Background
Accumulating evidences have shown that long noncoding RNAs (lncRNAs) play key roles in many diseases, including cancer. Several studies reported that MCM3AP antisense RNA 1 (MCM3AP-AS1) was associated with the tumorigenesis and progression. However, the specific function and mechanism of MCM3AP-AS1 in colorectal cancer (CRC) have not been fully understood.
Conclusion
Taken together, we identified in CRC the MCM3AP-AS1/miR-193a-5p/SENP1 regulatory axis, which affords a therapeutic possibility for CRC.
Methods
The expression of MCM3AP-AS1 was detected by quantitative reverse transcription PCR (RT-qPCR) in CRC tissues and matched noncancerous tissues (NCTs). CCK-8 assay, colony formation assay, transwell assay, xenograft and lung metastasis mouse models were used to examine the tumor-promoting function of MCM3AP-AS1 in vitro and in vivo. The binding relationship between MCM3AP-AS1, miR-193a-5p and sentrin-specific peptidase 1 (SENP1) were screened and identified by databases, RT-qPCR, dual luciferase reporter assay and western blot.
Results
In the present study, we got that the expression of MCM3AP-AS1 was higher in CRC tissues than in paired NCTs, and increased MCM3AP-AS1 expression was associated with adverse outcomes in CRC patients.
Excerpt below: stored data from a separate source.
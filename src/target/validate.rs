// src/target/validate.rs

use std::collections::{HashMap, HashSet};
use std::sync::Arc;

use petgraph::algo::{kosaraju_scc, toposort};
use petgraph::graphmap::DiGraphMap;

use crate::errors::{BuildError, Result};
use crate::target::Target;
use crate::types::TargetName;

/// Validate the dependency graph reachable from `roots`.
///
/// This checks:
/// - every dependency name refers to a registered target
/// - no target depends on itself, directly or transitively
///
/// Unreachable targets are not inspected, so a broken target that nothing in
/// this run needs does not block the run.
pub fn validate_from<'a, I>(targets: &HashMap<TargetName, Arc<Target>>, roots: I) -> Result<()>
where
    I: IntoIterator<Item = &'a str>,
{
    // Edge direction: dependency -> dependent, same as execution order.
    let mut graph: DiGraphMap<&str, ()> = DiGraphMap::new();
    let mut stack: Vec<&str> = Vec::new();
    let mut visited: HashSet<&str> = HashSet::new();

    for root in roots {
        if !targets.contains_key(root) {
            return Err(BuildError::UnknownTarget(root.to_string()));
        }
        stack.push(root);
    }

    while let Some(name) = stack.pop() {
        if !visited.insert(name) {
            continue;
        }
        graph.add_node(name);

        let Some(target) = targets.get(name) else {
            return Err(BuildError::UnknownTarget(name.to_string()));
        };

        for (dep, _) in target.dependencies() {
            let Some((dep_key, _)) = targets.get_key_value(dep) else {
                return Err(BuildError::UnknownTarget(format!(
                    "{dep} (required by target '{name}')"
                )));
            };
            if dep == name {
                return Err(BuildError::DependencyCycle(format!(
                    "target '{name}' depends on itself"
                )));
            }
            graph.add_edge(dep_key.as_str(), name, ());
            stack.push(dep_key.as_str());
        }
    }

    match toposort(&graph, None) {
        Ok(_order) => Ok(()),
        Err(cycle) => {
            let node = cycle.node_id();
            let mut members: Vec<&str> = kosaraju_scc(&graph)
                .into_iter()
                .find(|scc| scc.contains(&node))
                .unwrap_or_default();
            members.sort_unstable();
            Err(BuildError::DependencyCycle(format!(
                "cycle detected involving target '{}' ({})",
                node,
                members.join(", ")
            )))
        }
    }
}

/// Validate every registered target.
pub fn validate_all(targets: &HashMap<TargetName, Arc<Target>>) -> Result<()> {
    let mut roots: Vec<&str> = targets.keys().map(String::as_str).collect();
    roots.sort_unstable();
    validate_from(targets, roots)
}

/// Dependency-first order in which `root` and everything it needs would run,
/// following declaration order. Assumes the graph was validated.
pub fn execution_order(targets: &HashMap<TargetName, Arc<Target>>, root: &str) -> Vec<TargetName> {
    fn visit(
        targets: &HashMap<TargetName, Arc<Target>>,
        name: &str,
        seen: &mut HashSet<TargetName>,
        order: &mut Vec<TargetName>,
    ) {
        if !seen.insert(name.to_string()) {
            return;
        }
        if let Some(target) = targets.get(name) {
            for (dep, _) in target.dependencies() {
                visit(targets, dep, seen, order);
            }
        }
        order.push(name.to_string());
    }

    let mut order = Vec::new();
    visit(targets, root, &mut HashSet::new(), &mut order);
    order
}
// src/config/loader.rs

use std::fs;
use std::path::{Path, PathBuf};

use crate::config::model::{ConfigFile, RawConfigFile};
use crate::errors::Result;

/// Locations searched, in order, when no `--script` is given. Relative to the
/// working directory.
pub const DEFAULT_SCRIPT_LOCATIONS: &[&str] = &[
    "Buildrig.toml",
    "build/Buildrig.toml",
    ".buildrig/Buildrig.toml",
];

/// Load a build description from `path` without semantic validation.
///
/// Use [`load_and_validate`] to also check dependencies and the graph.
pub fn load_from_path(path: impl AsRef<Path>) -> Result<RawConfigFile> {
    let path = path.as_ref();
    let contents = fs::read_to_string(path)?;

    let config: RawConfigFile = toml::from_str(&contents)?;

    Ok(config)
}

/// Load a build description and validate it:
///
/// - every `depends_on` entry names a declared target,
/// - the dependency graph is acyclic,
/// - task commands are non-empty and modes are valid.
pub fn load_and_validate(path: impl AsRef<Path>) -> Result<ConfigFile> {
    let raw_config = load_from_path(&path)?;
    let config = ConfigFile::try_from(raw_config)?;
    Ok(config)
}

/// First default location that exists under `root`, if any.
pub fn find_default_script(root: &Path) -> Option<PathBuf> {
    DEFAULT_SCRIPT_LOCATIONS
        .iter()
        .map(|location| root.join(location))
        .find(|candidate| candidate.is_file())
}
Functional experiments in vitro revealed that silencing of MCM3AP-AS1 could inhibit the proliferation, colony formation, migratory, and invasive abilities of CRC cells. The mouse models of xenograft and lung metastasis further confirmed that in vivo silencing MCM3AP-AS1 could significantly inhibit the growth and metastasis of CRC. Further mechanism studies indicated that MCM3AP-AS1 could sponge miR-193a-5p and inhibit the activity of it. What is more, SENP1 was proved to be a novel target of miR-193a-5p and could be upregulated by MCM3AP-AS1. At last, we observed that SENP1 overexpression in CRC tissues was closely related to unfavorable prognosis.